福江 充著
『近世立山信仰の展開』
評者:米原 寛
掲載紙:北日本新聞(2002.8.1)


 立山博物館の福江充主任学芸員が、『近世立山信仰の展開』(岩田書院)を発刊した。平成十年に著した『立山信仰と立山曼陀羅』に次いで二冊目の出版だ。

 前著『立山信仰と立山曼陀羅』は、多様な「立山曼陀羅」の構図や図像などについて比較論的な整理を行い、概説的な記述に終始した従来の研究を打破し、具体的で新鮮な見解を初めて提起した。特に芦峅寺衆徒が、「檀那場」と呼ばれる日本各地に広がる立山信仰圏を巡り歩いて護符を配る回檀配札活動の研究が注目を集めた。幕末の嘉永年間に芦峅寺衆徒の宝泉坊と福泉坊が、江戸とその近郊に回檀配札したときに記した「檀那帳」を分析、数量化し、檀那場の実態や勧進活動について明らかにした。

 本書『近世立山信仰の展開』は、前著の研究成果を踏まえ、近世的領国経済の展開がそれぞれ異なる尾張国(愛知県西部)は、信濃国(長野県)、房総半島、江戸および加賀藩領国(富山・石川)と広範囲な地域に広がる檀那場を研究対象として取り上げ、立山信仰の近世的特質を提起した。

 研究手法は前著と同様に、衆徒が経営した宿坊に伝えられる檀那帳の分析による。加えて信者の分布や檀那場の地域的特性を見るために「切絵図」と呼ばれる江戸の町を細かく描いた地図も活用し、経済地理研究の新しい方法論も活用している。新著の特長の第一は、福江氏の真摯な研究姿勢にある。
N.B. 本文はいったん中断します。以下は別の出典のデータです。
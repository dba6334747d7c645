//! Grouping compression candidates into summary-sized batches

use super::config::CompressionConfig;
use super::eligibility::is_compression_candidate;
use crate::graph::{NodeId, NodeSnapshot};
use chrono::{DateTime, Utc};
use serde::{Deserialize, Serialize};
use std::collections::BTreeMap;

/// A node offered for compression, with the signals the planner needs.
#[derive(Debug, Clone, PartialEq, Serialize, Deserialize)]
pub struct CompressionCandidate {
    pub node: NodeSnapshot,
    pub cluster_id: String,
    /// Cosine similarity to its cluster's centroid
    pub centroid_similarity: f64,
    pub strong_active_edges: usize,
}

/// Nodes to be merged into one summary.
///
/// Only [`plan_compression_batches`] builds one, so every member passed the
/// eligibility rules when the batch was planned. The snapshots are kept so
/// compression can check them again against the edges as they are then.
#[derive(Debug, Clone, PartialEq, Serialize)]
pub struct CompressionBatch {
    cluster_id: String,
    nodes: Vec<NodeSnapshot>,
}

impl CompressionBatch {
    pub(crate) fn new(cluster_id: impl Into<String>, nodes: Vec<NodeSnapshot>) -> Self {
        Self {
            cluster_id: cluster_id.into(),
            nodes,
        }
    }

    pub fn cluster_id(&self) -> &str {
        &self.cluster_id
    }

    pub fn nodes(&self) -> &[NodeSnapshot] {
        &self.nodes
    }

    pub fn node_ids(&self) -> impl Iterator<Item = &NodeId> + '_ {
        self.nodes.iter().map(|n| &n.id)
    }

    pub fn len(&self) -> usize {
        self.nodes.len()
    }

    pub fn is_empty(&self) -> bool {
        self.nodes.is_empty()
    }
}

/// Group eligible candidates by cluster, then split each cluster into as
/// few batches of at most `max_nodes_per_summary` as possible, evenly
/// sized. Output order is deterministic: clusters by id, nodes by id within
/// a cluster.
pub fn plan_compression_batches(
    candidates: &[CompressionCandidate],
    config: &CompressionConfig,
    now: DateTime<Utc>,
) -> Vec<CompressionBatch> {
    let clustering = &config.clustering;
    let mut by_cluster: BTreeMap<&str, Vec<&NodeSnapshot>> = BTreeMap::new();

    for candidate in candidates {
        if candidate.centroid_similarity < clustering.similarity_threshold {
            tracing::debug!(node = %candidate.node.id, similarity = candidate.centroid_similarity, "too far from cluster centroid");
            continue;
        }
        if !is_compression_candidate(&candidate.node, candidate.strong_active_edges, config, now) {
            continue;
        }
        by_cluster
            .entry(candidate.cluster_id.as_str())
            .or_default()
            .push(&candidate.node);
    }

    let mut batches = Vec::new();
    for (cluster_id, mut nodes) in by_cluster {
        nodes.sort_by(|a, b| a.id.cmp(&b.id));
        nodes.dedup_by(|a, b| a.id == b.id);
        let chunks = balanced_chunks(
            &nodes,
            clustering.min_nodes_for_compression,
            clustering.max_nodes_per_summary,
        );
        let planned: usize = chunks.iter().map(|c| c.len()).sum();
        if planned < nodes.len() {
            tracing::debug!(cluster = cluster_id, left = nodes.len() - planned, "nodes below tier minimum");
        }
        for chunk in chunks {
            batches.push(CompressionBatch::new(
                cluster_id,
                chunk.iter().map(|n| (*n).clone()).collect(),
            ));
        }
    }
    batches
}

/// Split into `ceil(len / max)` chunks whose sizes differ by at most one.
/// When even sizing would fall under `min`, only full chunks of `max` are
/// returned and the remainder waits for a later pass.
fn balanced_chunks<T>(items: &[T], min: usize, max: usize) -> Vec<&[T]> {
    let max = max.max(1);
    let count = items.len().div_ceil(max);
    if count == 0 {
        return Vec::new();
    }
    let (base, extra) = (items.len() / count, items.len() % count);
    if base < min {
        return items.chunks_exact(max).collect();
    }
    let mut rest = items;
    let mut chunks = Vec::with_capacity(count);
    for i in 0..count {
        let (head, tail) = rest.split_at(base + usize::from(i < extra));
        chunks.push(head);
        rest = tail;
    }
    chunks
}

#[cfg(test)]
mod tests {
    use super::*;
    use crate::config::CompressionSettings;
    use crate::consolidation::get_compression_config;
    use chrono::{Duration, TimeZone};

    fn now() -> DateTime<Utc> {
        Utc.with_ymd_and_hms(2025, 11, 1, 0, 0, 0).unwrap()
    }

    fn candidate(id: &str, cluster: &str, similarity: f64) -> CompressionCandidate {
        CompressionCandidate {
            node: NodeSnapshot::new(id, now() - Duration::days(365))
                .dormant_since(now() - Duration::days(120))
                .with_importance(0.1),
            cluster_id: cluster.to_string(),
            centroid_similarity: similarity,
            strong_active_edges: 0,
        }
    }

    #[test]
    fn groups_by_cluster_and_drops_small_groups() {
        let config = get_compression_config(100, &CompressionSettings::default());
        let candidates = vec![
            candidate("n3", "rust", 0.9),
            candidate("n1", "rust", 0.8),
            candidate("n2", "rust", 0.75),
            candidate("m1", "cooking", 0.9),
            candidate("m2", "cooking", 0.9),
        ];

        let batches = plan_compression_batches(&candidates, &config, now());

        assert_eq!(batches.len(), 1);
        assert_eq!(batches[0].cluster_id, "rust");
        let ids: Vec<&str> = batches[0].node_ids().map(NodeId::as_str).collect();
        assert_eq!(ids, ["n1", "n2", "n3"]);
    }

    #[test]
    fn low_similarity_and_ineligible_nodes_are_excluded() {
        let config = get_compression_config(100, &CompressionSettings::default());
        let mut pinned = candidate("n4", "rust", 0.9);
        pinned.node = pinned.node.pinned();
        let candidates = vec![
            candidate("n1", "rust", 0.9),
            candidate("n2", "rust", 0.9),
            candidate("n3", "rust", 0.74),
            pinned,
        ];

        assert!(plan_compression_batches(&candidates, &config, now()).is_empty());
    }

    #[test]
    fn large_clusters_are_chunked() {
        let config = get_compression_config(100, &CompressionSettings::default());
        let candidates: Vec<_> = (0..42)
            .map(|i| candidate(&format!("n{i:02}"), "rust", 0.9))
            .collect();

        let batches = plan_compression_batches(&candidates, &config, now());

        assert_eq!(batches.len(), 3);
        assert!(batches.iter().all(|b| b.len() == 14), "no eligible node left over");
        assert_eq!(batches[2].node_ids().last().map(NodeId::as_str), Some("n41"));
    }

    #[test]
    fn uneven_clusters_split_within_one_node() {
        let config = get_compression_config(100, &CompressionSettings::default());
        let candidates: Vec<_> = (0..25)
            .map(|i| candidate(&format!("n{i:02}"), "rust", 0.9))
            .collect();

        let sizes: Vec<usize> = plan_compression_batches(&candidates, &config, now())
            .iter()
            .map(CompressionBatch::len)
            .collect();
        assert_eq!(sizes, [13, 12]);
    }

    #[test]
    fn remainder_waits_when_even_split_is_too_small() {
        let mut config = get_compression_config(100, &CompressionSettings::default());
        config.clustering.min_nodes_for_compression = 10;
        config.clustering.max_nodes_per_summary = 10;
        let candidates: Vec<_> = (0..11)
            .map(|i| candidate(&format!("n{i:02}"), "rust", 0.9))
            .collect();

        let batches = plan_compression_batches(&candidates, &config, now());
        assert_eq!(batches.len(), 1);
        assert_eq!(batches[0].len(), 10);
    }

    #[test]
    fn batch_keeps_member_snapshots() {
        let config = get_compression_config(100, &CompressionSettings::default());
        let candidates = vec![
            candidate("n1", "rust", 0.9),
            candidate("n2", "rust", 0.9),
            candidate("n3", "rust", 0.9),
        ];
        let batch = &plan_compression_batches(&candidates, &config, now())[0];
        assert_eq!(batch.cluster_id(), "rust");
        assert_eq!(batch.nodes()[0], candidates[0].node);
    }
}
 自らの研究姿勢と視点を「視座」という形で明確化し、先行の研究史を十分に踏まえ、解読に時間と手間暇のかかる檀那場の情報を粘り強く処理している。各章の末尾に付けた丁寧な注記では、単なる資料名や出典だけでなく、関連史料や本文の背景にある史実や論点も記している。

 また、新著は単に、立山信仰における檀那場の実態を紹介し、立山信仰の特質を提起するにとどまっていない。

 近世における庶民の日常的な宗教感覚(民俗学)や、都市と農村部の生活圏の具体的様相、街道と生活圏、人(衆徒)の往来と街道文化(社会学)、衆徒の布教活動を商行為になぞらえれば越中の売薬人と同様に、「歴史地理学的類型学における商人」の研究対象(経済学)として、それぞれの分野に資料を提供してくれる。研究手法や視座の設定においても貴重な示唆を与えてくれる得難い論考だ。特にこれからの若い研究者は著者の学際的な姿勢に学ぶべきであろう。

 立山信仰にかかわる研究は、学問的には多分野にわたり、その内容も加賀藩の宗教政策はもとより、立山信仰を取り巻く社会的、経済的、文化的環境など多岐にわたる。これからは総合的研究が不可欠である。福江氏の今後の一層の研究活動に期待したい。